Então, quem tem lugar de fala?

É comum associarem “lugar de fala” a alguma minoria social, em especial pessoas negras e LGBTQIA+. De fato, o lugar de fala nasce para se contrapor à estrutura social que por muitas vezes silencia essas vozes, ignorando existências.

Mas, na verdade, todos têm lugar de fala. “Se nós somos gente e vivemos no mundo, vivemos a partir de uma posição que te diz o que é o mundo”, como resume Rosane.

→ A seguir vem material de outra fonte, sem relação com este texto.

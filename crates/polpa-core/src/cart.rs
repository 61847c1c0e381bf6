//! # Cart Store
//!
//! The mutable state of one in-progress sale: line items, the cart-level
//! discount draft, and the payment draft.
//!
//! ## Cart Operations Flow
//! ```text
//! ┌─────────────────────────────────────────────────────────────────────────┐
//! │                       Cart Operations                                   │
//! │                                                                         │
//! │  Operator Action           Cart Operation          State Change         │
//! │  ───────────────           ──────────────          ────────────         │
//! │                                                                         │
//! │  Tap product ─────────────► add_item() ───────────► merge or push line  │
//! │                                                                         │
//! │  Weigh parcel ────────────► add_weighed_item() ───► push line (always)  │
//! │                                                                         │
//! │  Change quantity ─────────► update_quantity() ────► set qty, recompute  │
//! │                                                                         │
//! │  Remove line ─────────────► remove_item() ────────► drop matching lines │
//! │                                                                         │
//! │  Apply discount ──────────► set_discount() ───────► replace draft       │
//! │                                                                         │
//! │  Payment details ─────────► set_payment_method()   replace draft fields │
//! │                             set_customer()                              │
//! │                             set_change_for()                            │
//! │                                                                         │
//! │  Cancel / committed ──────► clear() ──────────────► reset everything    │
//! │                                                                         │
//! │  Every mutation returns the recomputed CartTotals.                      │
//! └─────────────────────────────────────────────────────────────────────────┘
//! ```
//!
//! ## Price Freezing
//! A line snapshots the product's identity and price at add time. Catalog
//! edits after that point never re-price lines already in the cart; merging
//! more units into an existing line keeps the frozen price.

use chrono::{DateTime, Utc};
use rust_decimal::Decimal;
use serde::{Deserialize, Serialize};
use ts_rs::TS;

use crate::discount::compute_discount;
use crate::error::{CoreError, CoreResult};
use crate::money;
use crate::pricing::{resolve_line_price, unit_subtotal, weighed_subtotal, LinePrice};
use crate::types::{DiscountSpec, PaymentDraft, PaymentMethod, Product};
use crate::validation::{validate_non_negative, validate_quantity};
use crate::{MAX_CART_LINES, MAX_LINE_QUANTITY};

// =============================================================================
// Cart Line
// =============================================================================

/// One line in the cart: a single product addition event (unit purchase or
/// one weighed parcel).
#[derive(Debug, Clone, PartialEq, Serialize, Deserialize, TS)]
#[ts(export)]
#[serde(rename_all = "camelCase")]
pub struct CartLine {
    /// Product ID (UUID), the removal/update key.
    pub product_id: String,

    /// Code at time of adding (frozen)
    pub product_code: String,

    /// Name at time of adding (frozen)
    pub product_name: String,

    /// Pricing mode at time of adding (frozen)
    pub is_weighable: bool,

    /// Unit count, or the number of identical weighed parcels.
    pub quantity: i64,

    /// Scale reading, present iff the product is weighable.
    #[ts(as = "Option<String>")]
    pub weight_kg: Option<Decimal>,

    /// Price at time of adding (frozen): per unit, or the per-kilogram rate
    /// for weighed lines.
    #[ts(as = "String")]
    pub unit_price: Decimal,

    /// Raw per-gram rate (frozen), kept so recomputation never rounds twice.
    #[ts(as = "Option<String>")]
    pub price_per_gram: Option<Decimal>,

    /// Line-level discount amount, default 0.
    #[ts(as = "String")]
    pub line_discount: Decimal,

    /// Charged amount for this line, rounded and clamped at zero.
    #[ts(as = "String")]
    pub subtotal: Decimal,

    /// When this line was added.
    #[ts(as = "String")]
    pub added_at: DateTime<Utc>,
}

impl CartLine {
    fn from_product(
        product: &Product,
        quantity: i64,
        weight_kg: Option<Decimal>,
        price: LinePrice,
    ) -> Self {
        CartLine {
            product_id: product.id.clone(),
            product_code: product.code.clone(),
            product_name: product.name.clone(),
            is_weighable: product.is_weighable,
            quantity,
            weight_kg,
            unit_price: price.unit_price,
            price_per_gram: price.price_per_gram,
            line_discount: Decimal::ZERO,
            subtotal: price.subtotal,
            added_at: Utc::now(),
        }
    }

    /// Recomputes the stored subtotal after a quantity or discount change,
    /// using the mode-appropriate formula and the frozen price.
    pub fn recompute_subtotal(&mut self) {
        self.subtotal = match (self.price_per_gram, self.weight_kg) {
            (Some(price_per_gram), Some(weight_kg)) => {
                weighed_subtotal(price_per_gram, weight_kg, self.quantity, self.line_discount)
            }
            _ => unit_subtotal(self.unit_price, self.quantity, self.line_discount),
        };
    }
}

// =============================================================================
// Cart
// =============================================================================

/// The in-progress sale.
///
/// ## Invariants
/// - Fixed-unit lines are unique by `product_id` (adding the same product
///   again merges into the existing line)
/// - Weighable products get one line per weighing event; several lines may
///   share a `product_id`
/// - `quantity ≥ 1` on every line; `subtotal ≥ 0` on every line
/// - Maximum lines: `MAX_CART_LINES`; maximum quantity per line:
///   `MAX_LINE_QUANTITY`
#[derive(Debug, Clone, Serialize, Deserialize, TS)]
#[ts(export)]
#[serde(rename_all = "camelCase")]
pub struct Cart {
    /// Line items, in the order they were added.
    pub lines: Vec<CartLine>,

    /// Cart-level discount draft.
    pub discount: DiscountSpec,

    /// Payment draft, mutable until finalize.
    pub payment: PaymentDraft,

    /// When the cart was created/last cleared.
    #[ts(as = "String")]
    pub created_at: DateTime<Utc>,
}

impl Cart {
    /// Creates a new empty cart.
    pub fn new() -> Self {
        Cart {
            lines: Vec::new(),
            discount: DiscountSpec::none(),
            payment: PaymentDraft::default(),
            created_at: Utc::now(),
        }
    }

    // =========================================================================
    // Mutations
    // =========================================================================

    /// Adds a product to the cart.
    ///
    /// ## Behavior
    /// - Fixed-unit product already in cart: merges into the existing line,
    ///   keeping the frozen price
    /// - Otherwise: appends a new line priced by the resolver
    /// - Weighable products always get a new line per weighing, so
    ///   `weight_kg` is required for them and rejected for fixed-unit ones
    pub fn add_item(
        &mut self,
        product: &Product,
        quantity: i64,
        weight_kg: Option<Decimal>,
    ) -> CoreResult<CartTotals> {
        validate_quantity(quantity)?;
        if quantity > MAX_LINE_QUANTITY {
            return Err(CoreError::QuantityTooLarge {
                requested: quantity,
                max: MAX_LINE_QUANTITY,
            });
        }

        // Validates the product and the weight arguments even when merging.
        let price = resolve_line_price(product, quantity, weight_kg, Decimal::ZERO)?;

        if !product.is_weighable {
            if let Some(line) = self.lines.iter_mut().find(|l| l.product_id == product.id) {
                let merged = line.quantity + quantity;
                if merged > MAX_LINE_QUANTITY {
                    return Err(CoreError::QuantityTooLarge {
                        requested: merged,
                        max: MAX_LINE_QUANTITY,
                    });
                }
                line.quantity = merged;
                line.recompute_subtotal();
                return Ok(self.totals());
            }
        }

        if self.lines.len() >= MAX_CART_LINES {
            return Err(CoreError::CartTooLarge {
                max: MAX_CART_LINES,
            });
        }

        self.lines
            .push(CartLine::from_product(product, quantity, weight_kg, price));
        Ok(self.totals())
    }

    /// Adds one weighed parcel of a weighable product. The scale flow's
    /// entry point.
    pub fn add_weighed_item(
        &mut self,
        product: &Product,
        weight_kg: Decimal,
    ) -> CoreResult<CartTotals> {
        self.add_item(product, 1, Some(weight_kg))
    }

    /// Removes all lines referencing a product id (weighed parcels
    /// included). Removing an absent product id is a no-op.
    pub fn remove_item(&mut self, product_id: &str) -> CartTotals {
        self.lines.retain(|l| l.product_id != product_id);
        self.totals()
    }

    /// Updates the quantity on every line for a product id.
    ///
    /// ## Behavior
    /// - `new_quantity ≤ 0`: removes the line(s)
    /// - Otherwise: sets the quantity and recomputes each line's subtotal
    /// - Fails with `LineNotFound` if no line matches
    pub fn update_quantity(&mut self, product_id: &str, new_quantity: i64) -> CoreResult<CartTotals> {
        if new_quantity <= 0 {
            return Ok(self.remove_item(product_id));
        }

        if new_quantity > MAX_LINE_QUANTITY {
            return Err(CoreError::QuantityTooLarge {
                requested: new_quantity,
                max: MAX_LINE_QUANTITY,
            });
        }

        let mut found = false;
        for line in self.lines.iter_mut().filter(|l| l.product_id == product_id) {
            line.quantity = new_quantity;
            line.recompute_subtotal();
            found = true;
        }

        if !found {
            return Err(CoreError::LineNotFound {
                product_id: product_id.to_string(),
            });
        }

        Ok(self.totals())
    }

    /// Sets the line-level discount on every line for a product id and
    /// recomputes their subtotals. Fails with `LineNotFound` if no line
    /// matches, or a validation error for a negative amount.
    pub fn set_line_discount(
        &mut self,
        product_id: &str,
        amount: Decimal,
    ) -> CoreResult<CartTotals> {
        validate_non_negative(amount, "line discount")?;

        let mut found = false;
        for line in self.lines.iter_mut().filter(|l| l.product_id == product_id) {
            line.line_discount = amount;
            line.recompute_subtotal();
            found = true;
        }

        if !found {
            return Err(CoreError::LineNotFound {
                product_id: product_id.to_string(),
            });
        }

        Ok(self.totals())
    }

    /// Replaces the cart-level discount draft. Rejects a negative value;
    /// out-of-range percentages are clamped by the calculator instead.
    pub fn set_discount(&mut self, spec: DiscountSpec) -> CoreResult<CartTotals> {
        validate_non_negative(spec.value, "discount")?;
        self.discount = spec;
        Ok(self.totals())
    }

    /// Replaces the payment method on the draft.
    pub fn set_payment_method(&mut self, method: PaymentMethod) -> CartTotals {
        self.payment.method = method;
        self.totals()
    }

    /// Replaces the customer fields on the payment draft.
    pub fn set_customer(&mut self, name: Option<String>, phone: Option<String>) -> CartTotals {
        self.payment.customer_name = name;
        self.payment.customer_phone = phone;
        self.totals()
    }

    /// Replaces the tendered-cash amount on the payment draft. `None`
    /// clears it; a negative amount is rejected. Whether it covers the
    /// total is checked at finalize, not here.
    pub fn set_change_for(&mut self, change_for: Option<Decimal>) -> CoreResult<CartTotals> {
        if let Some(amount) = change_for {
            validate_non_negative(amount, "change_for")?;
        }
        self.payment.change_for = change_for;
        Ok(self.totals())
    }

    /// Replaces the free-text note carried onto the sale record.
    pub fn set_notes(&mut self, notes: Option<String>) -> CartTotals {
        self.payment.notes = notes;
        self.totals()
    }

    /// Empties the cart and resets discount and payment drafts to defaults.
    pub fn clear(&mut self) -> CartTotals {
        self.lines.clear();
        self.discount = DiscountSpec::none();
        self.payment = PaymentDraft::default();
        self.created_at = Utc::now();
        self.totals()
    }

    // =========================================================================
    // Derived Getters
    // =========================================================================

    /// Sum of line subtotals. Recomputed on every call; lines already carry
    /// rounded values, so no further rounding is applied.
    pub fn subtotal(&self) -> Decimal {
        self.lines.iter().map(|l| l.subtotal).sum()
    }

    /// The cart-level discount resolved against the current subtotal.
    pub fn discount_amount(&self) -> Decimal {
        compute_discount(self.subtotal(), &self.discount)
    }

    /// Grand total, never negative.
    pub fn total(&self) -> Decimal {
        money::clamp_non_negative(self.subtotal() - self.discount_amount())
    }

    /// Number of lines in the cart.
    pub fn line_count(&self) -> usize {
        self.lines.len()
    }

    /// Total quantity across all lines.
    pub fn total_quantity(&self) -> i64 {
        self.lines.iter().map(|l| l.quantity).sum()
    }

    /// Checks if the cart is empty.
    pub fn is_empty(&self) -> bool {
        self.lines.is_empty()
    }

    /// Bundles the derived amounts for display.
    pub fn totals(&self) -> CartTotals {
        CartTotals::from(self)
    }
}

impl Default for Cart {
    fn default() -> Self {
        Self::new()
    }
}

// =============================================================================
// Cart Totals
// =============================================================================

/// Derived totals summary, returned by every cart mutation.
#[derive(Debug, Clone, PartialEq, Serialize, Deserialize, TS)]
#[ts(export)]
#[serde(rename_all = "camelCase")]
pub struct CartTotals {
    pub line_count: usize,
    pub total_quantity: i64,
    #[ts(as = "String")]
    pub subtotal: Decimal,
    #[ts(as = "String")]
    pub discount_amount: Decimal,
    #[ts(as = "String")]
    pub total: Decimal,
}

impl From<&Cart> for CartTotals {
    fn from(cart: &Cart) -> Self {
        CartTotals {
            line_count: cart.line_count(),
            total_quantity: cart.total_quantity(),
            subtotal: cart.subtotal(),
            discount_amount: cart.discount_amount(),
            total: cart.total(),
        }
    }
}

// =============================================================================
// Unit Tests
// =============================================================================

Ao mesmo tempo em que o conceito reivindica a necessidade de ouvir vozes que partem de lugares diferentes na sociedade, quebrando a ideia de ser universal que fala por outros e outras, ele também reforça a importância de pessoas que estão em situação de poder reconhecerem suas experiências privilegiadas para começarem a questionar os mecanismos sociais que centralizam o poder de falar e ser escutado apenas em uma camada da população.

“Numa sociedade como a brasileira, de herança escravocrata, pessoas negras vão experienciar racismo do lugar de quem é objeto dessa opressão, do lugar que restringe oportunidades por conta desse sistema de opressão. Pessoas brancas vão experienciar do lugar de quem se beneficia dessa mesma opressão. Logo, ambos os grupos podem e devem discutir essas questões, mas falarão de lugares distintos”, como exemplifica a filósofa Djamila Ribeiro no livro “O que é lugar de fala?” (2017).

Para a filósofa, então, é importante que pessoas privilegiadas passem a se analisar e analisar o lugar de fala que partem para perceber como estar nesse espaço contribui para a construção “dos lugares de grupos subalternizados”.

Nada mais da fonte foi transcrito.